• **Extracted data**:

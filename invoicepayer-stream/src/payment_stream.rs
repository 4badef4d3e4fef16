// One payment hash's live monitoring session.
//
// A stream owns four background tasks (poller, keepalive, retry hint, idle
// reaper) which share nothing but the closed token and the broadcaster
// channel. Every broadcast goes through `emit`, which checks the token and
// broadcasts under the same gate that `close` and `try_reap` take, so once a
// stream is closed no task can publish another event.

use chrono::{DateTime, Utc};
use invoicepayer_core::config::StreamConfig;
use invoicepayer_core::{PaymentBackend, PaymentHash};
use parking_lot::Mutex;
use serde::Serialize;
use std::sync::Arc;
use std::time::Duration;
use tokio::time::{Instant, MissedTickBehavior};
use tokio_util::sync::CancellationToken;
use tokio_util::task::TaskTracker;
use tracing::{debug, info, info_span, Instrument};

use crate::broadcaster::{Broadcaster, ChannelId, StreamEvent};
use crate::poller::{PollOutcome, StatusPoller};
use crate::registry::{ManagedStream, StreamRegistry};

/// Timer settings shared by all streams.
#[derive(Debug, Clone, Copy, PartialEq, Eq)]
pub struct StreamSettings {
    pub keepalive_interval: Duration,
    pub retry_hint_delay: Duration,
    pub retry_hint: Duration,
    pub reaper_interval: Duration,
}

impl From<&StreamConfig> for StreamSettings {
    fn from(config: &StreamConfig) -> Self {
        Self {
            keepalive_interval: config.keepalive_interval(),
            retry_hint_delay: config.retry_hint_delay(),
            retry_hint: config.retry_hint(),
            reaper_interval: config.reaper_interval(),
        }
    }
}

impl Default for StreamSettings {
    fn default() -> Self {
        Self::from(&StreamConfig::default())
    }
}

/// Serializable view of a stream for the status API
#[derive(Debug, Clone, Serialize)]
pub struct StreamSnapshot {
    pub payment_hash: PaymentHash,
    pub observers: usize,
    pub created_at: DateTime<Utc>,
    pub outcome: Option<&'static str>,
}

pub struct PaymentStream {
    payment_hash: PaymentHash,
    channel: ChannelId,
    broadcaster: Arc<dyn Broadcaster>,
    closed: CancellationToken,
    /// Serializes broadcasts against closing
    gate: Mutex<()>,
    created_at: DateTime<Utc>,
    closed_at: Mutex<Option<DateTime<Utc>>>,
    outcome: Mutex<Option<PollOutcome>>,
}

impl PaymentStream {
    /// Create a stream with its own broadcaster channel. Nothing runs until
    /// [`PaymentStream::start`].
    pub fn new(payment_hash: PaymentHash, broadcaster: Arc<dyn Broadcaster>) -> Self {
        let channel = broadcaster.open();
        Self {
            payment_hash,
            channel,
            broadcaster,
            closed: CancellationToken::new(),
            gate: Mutex::new(()),
            created_at: Utc::now(),
            closed_at: Mutex::new(None),
            outcome: Mutex::new(None),
        }
    }

    #[must_use]
    pub const fn payment_hash(&self) -> &PaymentHash {
        &self.payment_hash
    }

    #[must_use]
    pub const fn channel(&self) -> ChannelId {
        self.channel
    }

    #[must_use]
    pub const fn created_at(&self) -> DateTime<Utc> {
        self.created_at
    }

    #[must_use]
    pub fn closed_at(&self) -> Option<DateTime<Utc>> {
        *self.closed_at.lock()
    }

    /// How the poller finished, once it has.
    #[must_use]
    pub fn outcome(&self) -> Option<PollOutcome> {
        self.outcome.lock().clone()
    }

    #[must_use]
    pub fn observer_count(&self) -> usize {
        self.broadcaster.observer_count(self.channel)
    }

    /// Resolves when the stream closes.
    pub async fn closed(&self) {
        self.closed.cancelled().await;
    }

    #[must_use]
    pub fn snapshot(&self) -> StreamSnapshot {
        StreamSnapshot {
            payment_hash: self.payment_hash.clone(),
            observers: self.observer_count(),
            created_at: self.created_at,
            outcome: self.outcome.lock().as_ref().map(PollOutcome::label),
        }
    }

    /// Publish one event. Returns false, without publishing, once closed.
    pub fn emit(&self, event: StreamEvent) -> bool {
        let _gate = self.gate.lock();
        if self.closed.is_cancelled() {
            return false;
        }
        self.broadcaster.broadcast(self.channel, event);
        true
    }

    /// Close unconditionally: stop all tasks, release the channel and drop
    /// the registry mapping. Returns false if the stream was already closed.
    pub fn close(self: &Arc<Self>, registry: &StreamRegistry<Self>) -> bool {
        {
            let _gate = self.gate.lock();
            if self.closed.is_cancelled() {
                return false;
            }
            self.mark_closed();
            self.broadcaster.release(self.channel);
        }
        registry.remove(&self.payment_hash, self);
        info!(payment_hash = %self.payment_hash, "Stream closed");
        true
    }

    /// Close only if no observer is attached. The observer check and the
    /// channel release happen in one broadcaster step, so an observer either
    /// subscribed in time and keeps the stream alive, or is refused and
    /// re-attaches to a fresh stream.
    pub fn try_reap(self: &Arc<Self>, registry: &StreamRegistry<Self>) -> bool {
        {
            let _gate = self.gate.lock();
            if self.closed.is_cancelled() {
                return true;
            }
            if !self.broadcaster.release_if_idle(self.channel) {
                return false;
            }
            self.mark_closed();
        }
        registry.remove(&self.payment_hash, self);
        info!(payment_hash = %self.payment_hash, "Idle stream reclaimed");
        true
    }

    fn mark_closed(&self) {
        self.closed.cancel();
        *self.closed_at.lock() = Some(Utc::now());
    }

    /// Spawn the stream's background tasks on `tasks`.
    pub fn start(
        self: &Arc<Self>,
        backend: Arc<dyn PaymentBackend>,
        registry: Arc<StreamRegistry<Self>>,
        settings: StreamSettings,
        tasks: &TaskTracker,
    ) {
        let span = info_span!(
            "payment_stream",
            payment_hash = %self.payment_hash,
            channel = self.channel
        );
        debug!(parent: &span, "Starting stream tasks");

        tasks.spawn(
            Self::poll(Arc::clone(self), backend, Arc::clone(&registry)).instrument(span.clone()),
        );
        tasks.spawn(
            Self::keepalive(Arc::clone(self), settings.keepalive_interval)
                .instrument(span.clone()),
        );
        tasks.spawn(
            Self::retry_hint(Arc::clone(self), settings.retry_hint_delay, settings.retry_hint)
                .instrument(span.clone()),
        );
        tasks.spawn(
            Self::reap_when_idle(Arc::clone(self), registry, settings.reaper_interval)
                .instrument(span),
        );
    }

    async fn poll(
        stream: Arc<Self>,
        backend: Arc<dyn PaymentBackend>,
        registry: Arc<StreamRegistry<Self>>,
    ) {
        let poller = StatusPoller::new(backend, stream.payment_hash.clone(), stream.closed.clone());
        let outcome = poller.run(|event| stream.emit(event)).await;
        debug!(outcome = outcome.label(), "Poller finished");

        let errored = matches!(outcome, PollOutcome::Errored(_));
        if outcome != PollOutcome::Cancelled {
            *stream.outcome.lock() = Some(outcome);
        }
        if errored {
            stream.close(&registry);
        }
    }

    async fn keepalive(stream: Arc<Self>, period: Duration) {
        let mut ticker = tokio::time::interval_at(Instant::now() + period, period);
        ticker.set_missed_tick_behavior(MissedTickBehavior::Delay);
        loop {
            tokio::select! {
                biased;
                () = stream.closed.cancelled() => break,
                _ = ticker.tick() => {
                    if !stream.emit(StreamEvent::Keepalive) {
                        break;
                    }
                }
            }
        }
    }

    async fn retry_hint(stream: Arc<Self>, delay: Duration, hint: Duration) {
        tokio::select! {
            biased;
            () = stream.closed.cancelled() => {}
            () = tokio::time::sleep(delay) => {
                stream.emit(StreamEvent::Retry(hint));
            }
        }
    }

    async fn reap_when_idle(
        stream: Arc<Self>,
        registry: Arc<StreamRegistry<Self>>,
        period: Duration,
    ) {
        let mut ticker = tokio::time::interval_at(Instant::now() + period, period);
        ticker.set_missed_tick_behavior(MissedTickBehavior::Delay);
        loop {
            tokio::select! {
                biased;
                () = stream.closed.cancelled() => break,
                _ = ticker.tick() => {
                    if stream.try_reap(&registry) {
                        break;
                    }
                    debug!(observers = stream.observer_count(), "Stream still observed");
                }
            }
        }
    }
}

impl ManagedStream for PaymentStream {
    fn is_closed(&self) -> bool {
        self.closed.is_cancelled()
    }
}

#[cfg(test)]
mod tests {
    use super::*;
    use crate::hub::EventHub;
    use invoicepayer_core::PaymentStatus;

    const HASH: &str = "abababababababababababababababababababababababababababababababab";

    fn fixture() -> (EventHub, Arc<StreamRegistry<PaymentStream>>, Arc<PaymentStream>) {
        let hub = EventHub::new();
        let registry = Arc::new(StreamRegistry::new());
        let hash = PaymentHash::parse(HASH).unwrap();
        let broadcaster: Arc<dyn Broadcaster> = Arc::new(hub.clone());
        let stream = registry
            .get_or_create(&hash, || PaymentStream::new(hash.clone(), broadcaster))
            .into_stream();
        (hub, registry, stream)
    }

    #[tokio::test]
    async fn test_emit_reaches_subscribers_until_closed() {
        let (hub, registry, stream) = fixture();
        let mut sub = hub.subscribe(stream.channel()).unwrap();

        assert!(stream.emit(StreamEvent::Status(PaymentStatus::Pending)));
        assert!(stream.close(&registry));
        assert!(!stream.emit(StreamEvent::Keepalive));

        assert_eq!(
            sub.recv().await,
            Some(StreamEvent::Status(PaymentStatus::Pending))
        );
        assert_eq!(sub.recv().await, None);
    }

    #[test]
    fn test_close_is_idempotent_and_unmaps() {
        let (hub, registry, stream) = fixture();
        assert!(stream.close(&registry));
        assert!(!stream.close(&registry));

        assert!(stream.is_closed());
        assert!(stream.closed_at().is_some());
        assert!(registry.is_empty());
        assert_eq!(hub.channel_count(), 0);
    }

    #[test]
    fn test_try_reap_keeps_observed_stream() {
        let (hub, registry, stream) = fixture();
        let sub = hub.subscribe(stream.channel()).unwrap();

        assert!(!stream.try_reap(&registry));
        assert!(!stream.is_closed());
        assert_eq!(registry.len(), 1);

        drop(sub);
        assert!(stream.try_reap(&registry));
        assert!(stream.is_closed());
        assert!(registry.is_empty());
        assert!(hub.subscribe(stream.channel()).is_none());
    }

    #[test]
    fn test_snapshot_reports_observers() {
        let (hub, _registry, stream) = fixture();
        let _a = hub.subscribe(stream.channel()).unwrap();
        let _b = hub.subscribe(stream.channel()).unwrap();

        let snapshot = stream.snapshot();
        assert_eq!(snapshot.payment_hash.as_str(), HASH);
        assert_eq!(snapshot.observers, 2);
        assert_eq!(snapshot.outcome, None);
    }

    #[test]
    fn test_settings_from_config() {
        let settings = StreamSettings::default();
        assert_eq!(settings.keepalive_interval, Duration::from_secs(25));
        assert_eq!(settings.retry_hint_delay, Duration::from_secs(1));
        assert_eq!(settings.retry_hint, Duration::from_secs(3));
        assert_eq!(settings.reaper_interval, Duration::from_secs(120));
    }
}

• **Exercise requirements**:
Look at the material above and copy, word for word, its lines from the first through the one containing "impl From<&StreamConfig> for".

• **Output of the exercise**:
filename invoicepayer-stream/src/payment_stream.rs
repository 4badef4d3e4fef16
// One payment hash's live monitoring session.
//
// A stream owns four background tasks (poller, keepalive, retry hint, idle
// reaper) which share nothing but the closed token and the broadcaster
// channel. Every broadcast goes through `emit`, which checks the token and
// broadcasts under the same gate that `close` and `try_reap` take, so once a
// stream is closed no task can publish another event.

use chrono::{DateTime, Utc};
use invoicepayer_core::config::StreamConfig;
use invoicepayer_core::{PaymentBackend, PaymentHash};
use parking_lot::Mutex;
use serde::Serialize;
use std::sync::Arc;
use std::time::Duration;
use tokio::time::{Instant, MissedTickBehavior};
use tokio_util::sync::CancellationToken;
use tokio_util::task::TaskTracker;
use tracing::{debug, info, info_span, Instrument};

use crate::broadcaster::{Broadcaster, ChannelId, StreamEvent};
use crate::poller::{PollOutcome, StatusPoller};
use crate::registry::{ManagedStream, StreamRegistry};

/// Timer settings shared by all streams.
#[derive(Debug, Clone, Copy, PartialEq, Eq)]
pub struct StreamSettings {
    pub keepalive_interval: Duration,
    pub retry_hint_delay: Duration,
    pub retry_hint: Duration,
    pub reaper_interval: Duration,
}

impl From<&StreamConfig> for StreamSettings {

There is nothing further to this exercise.